DATA EXTRACT>
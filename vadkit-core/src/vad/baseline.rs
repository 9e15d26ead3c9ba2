//! Adaptive noise-floor tracking.
//!
//! The offset is a leaky integrator over the signal (`energy - offset`).
//! Both thresholds are always derived from the offset and never stored
//! independently of it.

/// Once silence is confirmed, a falling offset settles this many times
/// faster than the configured integration rate.
pub const FAST_SETTLE_FACTOR: f64 = 10.0;

#[derive(Debug, Clone)]
pub struct AdaptiveBaseline {
    energy_offset: f64,
    threshold_pos: f64,
    threshold_neg: f64,
    ratio_pos: f64,
    ratio_neg: f64,
    integration_rate: f64,
}

impl AdaptiveBaseline {
    pub fn new(energy_offset: f64, ratio_pos: f64, ratio_neg: f64, integration_rate: f64) -> Self {
        let mut baseline = Self {
            energy_offset: energy_offset.max(0.0),
            threshold_pos: 0.0,
            threshold_neg: 0.0,
            ratio_pos,
            ratio_neg,
            integration_rate,
        };
        baseline.recompute_thresholds();
        baseline
    }

    /// Distance of `energy` from the current noise floor.
    pub fn signal(&self, energy: f64) -> f64 {
        energy - self.energy_offset
    }

    /// Fold `signal` into the offset over `elapsed_secs` and refresh the
    /// thresholds. Returns the nominal integration step.
    ///
    /// A negative step is amplified by `FAST_SETTLE_FACTOR` when
    /// `confirmed_silence` is set. The offset never drops below zero. A
    /// non-finite step (NaN or infinite energy) leaves offset and thresholds
    /// untouched.
    pub fn adapt(&mut self, signal: f64, elapsed_secs: f64, confirmed_silence: bool) -> f64 {
        let integration = signal * elapsed_secs * self.integration_rate;
        if !integration.is_finite() {
            return integration;
        }
        if integration > 0.0 || !confirmed_silence {
            self.energy_offset += integration;
        } else {
            self.energy_offset += integration * FAST_SETTLE_FACTOR;
        }
        self.energy_offset = self.energy_offset.max(0.0);
        self.recompute_thresholds();
        integration
    }

    fn recompute_thresholds(&mut self) {
        self.threshold_pos = self.energy_offset * self.ratio_pos;
        self.threshold_neg = self.energy_offset * self.ratio_neg;
    }

    pub fn energy_offset(&self) -> f64 {
        self.energy_offset
    }

    pub fn threshold_pos(&self) -> f64 {
        self.threshold_pos
    }

    pub fn threshold_neg(&self) -> f64 {
        self.threshold_neg
    }
}
//! PCM-in streaming detector.
//!
//! ```text
//! AudioChunk ─► HopWindow ─(every hop)─► SpectrumAnalyzer ─► SpectralVad::process
//! ```
//!
//! The first iteration runs once `fft_size` samples have been seen; every
//! `hop_size` samples after that trigger one more.

use crate::{
    buffering::{chunk::AudioChunk, HopWindow},
    config::VadConfig,
    error::{Result, VadError},
    events::EventSink,
    spectrum::{SpectrumAnalyzer, DEFAULT_SMOOTHING},
    vad::{SpectralVad, VadDecision, VoiceActivityDetector},
};

pub struct StreamingVad {
    vad: SpectralVad,
    analyzer: SpectrumAnalyzer,
    window: HopWindow,
    frame: Vec<f32>,
    spectrum: Vec<f64>,
    iterations: u64,
}

impl StreamingVad {
    /// Streaming detector with the default analyser smoothing.
    pub fn new(config: VadConfig, sink: impl EventSink + 'static) -> Result<Self> {
        Self::with_smoothing(config, sink, DEFAULT_SMOOTHING)
    }

    /// # Errors
    /// `VadError::Config` if `smoothing` is outside `[0, 1)`.
    pub fn with_smoothing(
        config: VadConfig,
        sink: impl EventSink + 'static,
        smoothing: f64,
    ) -> Result<Self> {
        let fft_size = config.fft_size() as usize;
        let hop_size = config.hop_size() as usize;
        let analyzer = SpectrumAnalyzer::new(fft_size, smoothing)?;
        Ok(Self {
            spectrum: vec![0.0; analyzer.bin_count()],
            analyzer,
            window: HopWindow::new(fft_size, hop_size),
            frame: vec![0.0; fft_size],
            vad: SpectralVad::new(config, sink),
            iterations: 0,
        })
    }

    /// Feed a chunk, running one detector iteration per completed hop.
    /// Returns how many iterations ran.
    ///
    /// # Errors
    /// `VadError::SampleRateMismatch` if the chunk's rate differs from the
    /// configured one; nothing is consumed in that case.
    pub fn push(&mut self, chunk: &AudioChunk) -> Result<usize> {
        let expected = self.vad.config().sample_rate();
        if chunk.sample_rate != expected {
            return Err(VadError::SampleRateMismatch {
                expected,
                actual: chunk.sample_rate,
            });
        }

        let mut ran = 0;
        for &sample in &chunk.samples {
            if !self.window.push(sample) {
                continue;
            }
            self.window.copy_to(&mut self.frame);
            self.analyzer.analyze_into(&self.frame, &mut self.spectrum)?;
            self.vad.process(&self.spectrum)?;
            self.iterations += 1;
            ran += 1;
        }
        Ok(ran)
    }

    /// Iterations completed since construction.
    pub fn iterations(&self) -> u64 {
        self.iterations
    }

    /// Stream time (seconds) at the end of the last completed iteration.
    pub fn elapsed_secs(&self) -> f64 {
        if self.iterations == 0 {
            return 0.0;
        }
        let config = self.vad.config();
        let samples = u64::from(config.fft_size())
            + (self.iterations - 1) * u64::from(config.hop_size());
        samples as f64 / f64::from(config.sample_rate())
    }

    pub fn detector(&self) -> &SpectralVad {
        &self.vad
    }

    pub fn detector_mut(&mut self) -> &mut SpectralVad {
        &mut self.vad
    }

    pub fn into_detector(self) -> SpectralVad {
        self.vad
    }
}

impl VoiceActivityDetector for StreamingVad {
    fn classify(&mut self, chunk: &AudioChunk) -> Result<VadDecision> {
        self.push(chunk)?;
        Ok(self.vad.decision())
    }
}
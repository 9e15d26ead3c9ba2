use thiserror::Error;

/// All errors produced by vadkit-core.
#[derive(Debug, Error)]
pub enum VadError {
    #[error("invalid configuration for `{field}`: {reason}")]
    Config { field: &'static str, reason: String },

    #[error("filter specification must contain at least one breakpoint")]
    EmptyFilter,

    #[error("spectrum has {actual} bins, expected {expected}")]
    SpectrumLength { expected: usize, actual: usize },

    #[error("audio chunk sample rate {actual} Hz does not match detector rate {expected} Hz")]
    SampleRateMismatch { expected: u32, actual: u32 },
}

impl VadError {
    pub(crate) fn config(field: &'static str, reason: impl Into<String>) -> Self {
        Self::Config {
            field,
            reason: reason.into(),
        }
    }

    /// `true` for errors raised while validating options.
    pub fn is_config(&self) -> bool {
        matches!(self, Self::Config { .. } | Self::EmptyFilter)
    }
}

pub type Result<T> = std::result::Result<T, VadError>;
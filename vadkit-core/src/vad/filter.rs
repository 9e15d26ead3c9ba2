//! Spectral weighting filter.
//!
//! Breakpoints split the spectrum into constant-weight bands. A bin takes
//! the weight of the first breakpoint (in the given order) whose frequency
//! lies strictly above the bin's frequency; bins above every breakpoint get
//! weight 0. This is a step function, there is no interpolation.
//!
//! ```text
//! breakpoints: (200 Hz, 0) (1000 Hz, 1)
//!
//!   0 Hz ── 200 Hz ───────── 1000 Hz ──────── nyquist
//!   weight 0 │    weight 1      │    weight 0
//! ```

use serde::{Deserialize, Serialize};

/// One filter breakpoint: everything below `frequency_hz` not claimed by an
/// earlier breakpoint is weighted by `weight`.
#[derive(Debug, Clone, Copy, PartialEq, Serialize, Deserialize)]
pub struct FilterBand {
    pub frequency_hz: f64,
    pub weight: f64,
}

impl FilterBand {
    pub const fn new(frequency_hz: f64, weight: f64) -> Self {
        Self {
            frequency_hz,
            weight,
        }
    }
}

/// Build a per-bin weight vector of length `bin_count`.
///
/// Breakpoints are scanned in the order given. Out-of-order input is not
/// sorted and simply produces a discontinuous step function.
pub fn build_filter(bands: &[FilterBand], bin_count: usize, hertz_per_bin: f64) -> Vec<f64> {
    (0..bin_count)
        .map(|bin| {
            let bin_frequency = bin as f64 * hertz_per_bin;
            bands
                .iter()
                .find(|band| bin_frequency < band.frequency_hz)
                .map_or(0.0, |band| band.weight)
        })
        .collect()
}

#[cfg(test)]
mod tests {
    use super::*;
    use rand::{rngs::StdRng, Rng, SeedableRng};

    #[test]
    fn speech_band_filter_at_16k_256() {
        let bands = [FilterBand::new(200.0, 0.0), FilterBand::new(1000.0, 1.0)];
        let filter = build_filter(&bands, 128, 62.5);

        assert_eq!(filter.len(), 128);
        // bins 0..=3 sit below 200 Hz
        assert!(filter[..4].iter().all(|&w| w == 0.0));
        // 250 Hz ..= 937.5 Hz
        assert!(filter[4..16].iter().all(|&w| w == 1.0));
        // 1000 Hz is not strictly below the last breakpoint
        assert!(filter[16..].iter().all(|&w| w == 0.0));
    }

    #[test]
    fn breakpoint_frequency_is_exclusive() {
        let bands = [FilterBand::new(100.0, 2.0)];
        let filter = build_filter(&bands, 4, 50.0);
        assert_eq!(filter, vec![2.0, 2.0, 0.0, 0.0]);
    }

    #[test]
    fn out_of_order_breakpoints_shadow_later_ones() {
        // The first breakpoint already covers everything below 4 kHz, so the
        // 300 Hz band never wins.
        let bands = [FilterBand::new(4000.0, 1.0), FilterBand::new(300.0, 0.5)];
        let filter = build_filter(&bands, 8, 1000.0);
        assert_eq!(filter, vec![1.0, 1.0, 1.0, 1.0, 0.0, 0.0, 0.0, 0.0]);
    }

    #[test]
    fn zero_bins_yield_empty_filter() {
        let bands = [FilterBand::new(100.0, 1.0)];
        assert!(build_filter(&bands, 0, 10.0).is_empty());
    }

    #[test]
    fn random_specs_only_use_configured_weights() {
        let mut rng = StdRng::seed_from_u64(0x5eed);
        for _ in 0..200 {
            let n = rng.gen_range(1..8);
            let mut bands: Vec<FilterBand> = (0..n)
                .map(|_| FilterBand::new(rng.gen_range(0.0..24_000.0), rng.gen_range(-2.0..2.0)))
                .collect();
            bands.sort_by(|a, b| a.frequency_hz.total_cmp(&b.frequency_hz));

            let fft_size = 1usize << rng.gen_range(1..12);
            let bin_count = fft_size / 2;
            let hertz_per_bin = 48_000.0 / fft_size as f64;
            let filter = build_filter(&bands, bin_count, hertz_per_bin);

            assert_eq!(filter.len(), bin_count);
            for w in filter {
                assert!(
                    w == 0.0 || bands.iter().any(|b| b.weight == w),
                    "unexpected weight {w}"
                );
            }
        }
    }
}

WORK TASK>
Transcribe each line of the data above, unaltered, from the one where "let mut baseline" appears to the one where "pub fn signal(&self, energy: f64)" appears, inclusive of both.

ANSWER TO THIS PROBLEM>
        let mut baseline = Self {
            energy_offset: energy_offset.max(0.0),
            threshold_pos: 0.0,
            threshold_neg: 0.0,
            ratio_pos,
            ratio_neg,
            integration_rate,
        };
        baseline.recompute_thresholds();
        baseline
    }

    /// Distance of `energy` from the current noise floor.
    pub fn signal(&self, energy: f64) -> f64 {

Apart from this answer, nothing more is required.